LA MUERTE DE HOMERO no fue menos noble. Cierto día, mientras estaba sentado a la orilla del mar, vio a uno jovencitos que regresaban de pescar, y les preguntó si habían tenido suerte. A lo que ellos respondieron: “Cuanto cogimos lo dejamos y cuanto no cogimos lo llevamos encima”. Homero, el hombre que había podido responder las preguntas más difíciles durante el certamen frente a Hesíodo, no comprendía lo que habían querido decir los muchachos. Finalmente, les preguntó a qué se referían. Ellos dijeron que “en la pesca nada habían logrado, pero que se habían despiojado, y los piojos que cogieron los dejaron en el mar, y los que no cogieron los traían entre sus mantos”.
Entonces, Homero recordó que muchos años antes, le había preguntado al oráculo de Delfos sobre las condiciones de su muerte.

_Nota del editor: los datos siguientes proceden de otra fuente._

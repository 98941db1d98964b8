//! Telemetry initialization - tracing subscriber setup.

use tracing_subscriber::{EnvFilter, layer::SubscriberExt, util::SubscriberInitExt};

/// Telemetry configuration.
#[derive(Debug, Clone)]
pub struct TelemetryConfig {
    /// Enable JSON logging (for production).
    pub json_logs: bool,
    /// Service name recorded at startup.
    pub service_name: String,
}

impl Default for TelemetryConfig {
    fn default() -> Self {
        Self {
            json_logs: false,
            service_name: "bookshelf-api".to_string(),
        }
    }
}

impl TelemetryConfig {
    /// Load configuration from environment variables.
    pub fn from_env() -> Self {
        let defaults = Self::default();
        Self {
            json_logs: std::env::var("LOG_FORMAT")
                .map(|v| v.to_lowercase() == "json")
                .unwrap_or(defaults.json_logs),
            service_name: std::env::var("SERVICE_NAME").unwrap_or(defaults.service_name),
        }
    }
}

/// Initialize the global tracing subscriber. `RUST_LOG` overrides the default filter.
pub fn init_telemetry(config: &TelemetryConfig) {
    let env_filter = EnvFilter::try_from_default_env()
        .unwrap_or_else(|_| EnvFilter::new("info,api_server=debug,bookshelf_infra=debug"));

    if config.json_logs {
        tracing_subscriber::registry()
            .with(env_filter)
            .with(tracing_subscriber::fmt::layer().json())
            .init();
    } else {
        tracing_subscriber::registry()
            .with(env_filter)
            .with(tracing_subscriber::fmt::layer().pretty())
            .init();
    }

    tracing::info!(
        service = %config.service_name,
        json_logs = config.json_logs,
        "Telemetry initialized"
    );
}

La sibila le había advertido: “ten cuidado con el enigma de los jovencitos”. Entendió que aquello era el fin, un puñado de piojos lo estaba guiando hacia el Hades, y mientras regresaba a su casa, resbaló y cayó al suelo. Murió tres días después.
Imaginamos que la muerte de un gran hombre o de una gran mujer se ajusta a su dignidad, a sus logros y a veces incluso a su fama. Uno espera escuchar las últimas (y más tarde célebres) palabras de quien está en su lecho de agonía. Sin embargo, la muerte no es seria en sus cosas. Es chocarrera: desdeña arte y honores, y nos recuerda fríamente que estamos hechos de barro. Quien haya barruntado las muertes de estos poetas sugirió, tal vez, que la muerte siempre es un extraño malentendido.